→ **ASSIGNMENT**
Provide nothing except how many lines of the data contain the word "derive".
(DATA SUPPLIED)
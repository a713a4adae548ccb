#[path = "toaster/app.rs"]
mod app;
#[path = "toaster/cli.rs"]
mod cli;
#[path = "toaster/feed.rs"]
mod feed;
#[path = "toaster/render.rs"]
mod render;

use std::error::Error as StdError;

#[tokio::main]
async fn main() -> std::process::ExitCode {
    let cli = cli::Cli::parse_args();
    match app::run(cli).await {
        Ok(()) => std::process::ExitCode::SUCCESS,
        Err(err) => {
            report_error(&err);
            std::process::ExitCode::from(1)
        }
    }
}

fn report_error(err: &toaster::error::Error) {
    eprintln!("Error: {err}");
    let mut source: Option<&dyn StdError> = err.source();
    while let Some(cause) = source {
        eprintln!("  caused by: {cause}");
        source = cause.source();
    }
}
use std::future::Future;

use async_channel::Receiver;
use tokio::sync::watch;
use tracing::{debug, info, warn};

use crate::controller::{ToastController, ToastSettings, ToastView};
use crate::event::EventBus;
use crate::presentation::PresentationTable;
use crate::timer::{Tick, TokioScheduler};

/// Drives a [`ToastController`] on wall-clock time and publishes every view
/// change on a watch channel.
pub struct ToastService {
    controller: ToastController<TokioScheduler>,
    ticks: Receiver<Tick>,
    views: watch::Sender<Option<ToastView>>,
}

impl ToastService {
    /// Build a service already subscribed to `bus`. Must be called from within
    /// a tokio runtime.
    #[must_use]
    pub fn new(
        bus: &EventBus,
        settings: ToastSettings,
        table: PresentationTable,
    ) -> (Self, watch::Receiver<Option<ToastView>>) {
        let (scheduler, ticks) = TokioScheduler::new();
        let mut controller = ToastController::new(scheduler, settings, table);
        controller.initialize(bus);
        let (views, rx) = watch::channel(None);
        (
            Self {
                controller,
                ticks,
                views,
            },
            rx,
        )
    }

    /// Run until `shutdown` resolves, or until the bus has closed and the last
    /// toast has been removed.
    pub async fn run<F>(mut self, shutdown: F)
    where
        F: Future<Output = ()>,
    {
        tokio::pin!(shutdown);
        let mut bus_open = true;

        loop {
            tokio::select! {
                biased;
                () = &mut shutdown => {
                    info!("shutdown requested, stopping toast service");
                    break;
                }
                tick = self.ticks.recv() => match tick {
                    Ok(tick) => self.controller.handle_tick(tick),
                    Err(err) => {
                        warn!(error = %err, "timer channel closed");
                        break;
                    }
                },
                event = self.controller.next_event(), if bus_open => match event {
                    Some(event) => {
                        self.controller.on_event(&event);
                    }
                    None => {
                        debug!("event bus closed");
                        bus_open = false;
                    }
                },
            }

            self.publish();
            if !bus_open && self.controller.current().is_none() {
                break;
            }
        }

        self.controller.dispose();
    }

    fn publish(&self) {
        let next = self.controller.view();
        self.views.send_if_modified(|view| {
            if *view == next {
                false
            } else {
                *view = next;
                true
            }
        });
    }
}
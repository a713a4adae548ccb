use std::path::Path;

use crate::Result;
use crate::controller::ToastSettings;
use crate::error::Error as ToastError;
use crate::presentation::{Presentation, PresentationScheme, PresentationTable};
use crate::types::Level;

mod defaults;
mod env;
mod raw;
mod serde;

pub(crate) use self::serde::HumantimeDuration;

#[derive(Debug, Clone, PartialEq, Eq)]
pub struct Config {
    pub toast: ToastSettings,
    pub scheme: PresentationScheme,
    pub overrides: Vec<(Level, Presentation)>,
    pub bus_capacity: usize,
}

impl Config {
    /// Load configuration from a file and the environment.
    ///
    /// # Errors
    ///
    /// Returns an error when the configuration file cannot be parsed, when
    /// environment overrides are invalid, or when the resulting values fail
    /// validation.
    pub fn from_env_and_file(path: impl AsRef<Path>) -> Result<Self> {
        let mut raw = raw::load(path).map_err(ToastError::from)?;
        raw.apply_env_overrides().map_err(ToastError::from)?;
        raw.validate_and_build()
    }

    /// Parse a TOML document without consulting the environment.
    ///
    /// # Errors
    ///
    /// Returns an error when the document is malformed or fails validation.
    pub fn from_toml_str(source: &str) -> Result<Self> {
        raw::load_str(source)
            .map_err(ToastError::from)?
            .validate_and_build()
    }

    /// Built-in table for the configured scheme with overrides applied.
    #[must_use]
    pub fn presentation_table(&self) -> PresentationTable {
        self.overrides.iter().fold(
            PresentationTable::for_scheme(self.scheme),
            |table, (level, presentation)| table.with(*level, presentation.clone()),
        )
    }
}

impl Default for Config {
    fn default() -> Self {
        Self {
            toast: ToastSettings::default(),
            scheme: PresentationScheme::default(),
            overrides: Vec::new(),
            bus_capacity: defaults::default_bus_capacity(),
        }
    }
}
//! Cancellable timer capability used by the toast controller.

use std::fmt;
use std::time::Duration;

use serde::Serialize;

mod manual;
mod runtime;

pub use manual::ManualScheduler;
pub use runtime::TokioScheduler;

/// Identifies a shown toast. Strictly increasing per controller.
#[derive(Clone, Copy, Debug, Eq, Hash, Ord, PartialEq, PartialOrd, Serialize)]
#[serde(transparent)]
pub struct ToastId(pub u64);

impl fmt::Display for ToastId {
    fn fmt(&self, f: &mut fmt::Formatter<'_>) -> fmt::Result {
        write!(f, "#{}", self.0)
    }
}

#[derive(Clone, Copy, Debug, Eq, Hash, Ord, PartialEq, PartialOrd)]
pub struct TimerHandle(pub u64);

#[derive(Clone, Copy, Debug, Eq, PartialEq)]
pub enum TickKind {
    /// Display time elapsed; start the exit phase.
    AutoHide,
    /// Exit phase elapsed; drop the toast.
    Remove,
}

/// A fired timer, scoped to the toast it was scheduled for.
#[derive(Clone, Copy, Debug, Eq, PartialEq)]
pub struct Tick {
    pub toast: ToastId,
    pub kind: TickKind,
}

impl Tick {
    #[must_use]
    pub const fn auto_hide(toast: ToastId) -> Self {
        Self {
            toast,
            kind: TickKind::AutoHide,
        }
    }

    #[must_use]
    pub const fn remove(toast: ToastId) -> Self {
        Self {
            toast,
            kind: TickKind::Remove,
        }
    }
}

pub trait Scheduler {
    /// Arrange for `tick` to be delivered back to the controller after `after`.
    fn schedule(&mut self, after: Duration, tick: Tick) -> TimerHandle;

    /// Cancel a pending timer. Unknown or already fired handles are ignored.
    fn cancel(&mut self, handle: TimerHandle);
}
use std::time::Duration;

use super::{Scheduler, Tick, TimerHandle};

#[derive(Debug)]
struct Entry {
    deadline: Duration,
    handle: TimerHandle,
    tick: Tick,
}

/// Simulated clock. Time only moves when the owner pops due ticks.
#[derive(Debug, Default)]
pub struct ManualScheduler {
    now: Duration,
    next_handle: u64,
    entries: Vec<Entry>,
}

impl ManualScheduler {
    #[must_use]
    pub fn new() -> Self {
        Self::default()
    }

    /// Elapsed simulated time since creation.
    #[must_use]
    pub const fn now(&self) -> Duration {
        self.now
    }

    /// Number of timers still waiting to fire.
    #[must_use]
    pub fn pending(&self) -> usize {
        self.entries.len()
    }

    /// Remove and return the earliest tick due at or before `until`, moving
    /// the clock to its deadline. Ties fire in scheduling order.
    pub fn pop_due(&mut self, until: Duration) -> Option<Tick> {
        let idx = self
            .entries
            .iter()
            .enumerate()
            .filter(|(_, entry)| entry.deadline <= until)
            .min_by_key(|(_, entry)| (entry.deadline, entry.handle))
            .map(|(idx, _)| idx)?;
        let entry = self.entries.remove(idx);
        self.now = self.now.max(entry.deadline);
        Some(entry.tick)
    }

    /// Move the clock forward without firing anything. Never goes backwards.
    pub fn set_now(&mut self, now: Duration) {
        self.now = self.now.max(now);
    }
}

impl Scheduler for ManualScheduler {
    fn schedule(&mut self, after: Duration, tick: Tick) -> TimerHandle {
        self.next_handle += 1;
        let handle = TimerHandle(self.next_handle);
        self.entries.push(Entry {
            deadline: self.now + after,
            handle,
            tick,
        });
        handle
    }

    fn cancel(&mut self, handle: TimerHandle) {
        self.entries.retain(|entry| entry.handle != handle);
    }
}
(End DATA SUPPLIED)
→ **REPLY TO THE TASK**
7